Dataset content:
-- Opening Marker --

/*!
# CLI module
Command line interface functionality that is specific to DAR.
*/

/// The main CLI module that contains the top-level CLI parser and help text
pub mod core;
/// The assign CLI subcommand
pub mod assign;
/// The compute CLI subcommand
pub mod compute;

-- Closing Marker --

Output the data once more, exactly as it appears above.

/*!
# CLI module
Command line interface functionality that is specific to DAR.
*/

/// The main CLI module that contains the top-level CLI parser and help text
pub mod core;
/// The assign CLI subcommand
pub mod assign;
/// The compute CLI subcommand
pub mod compute;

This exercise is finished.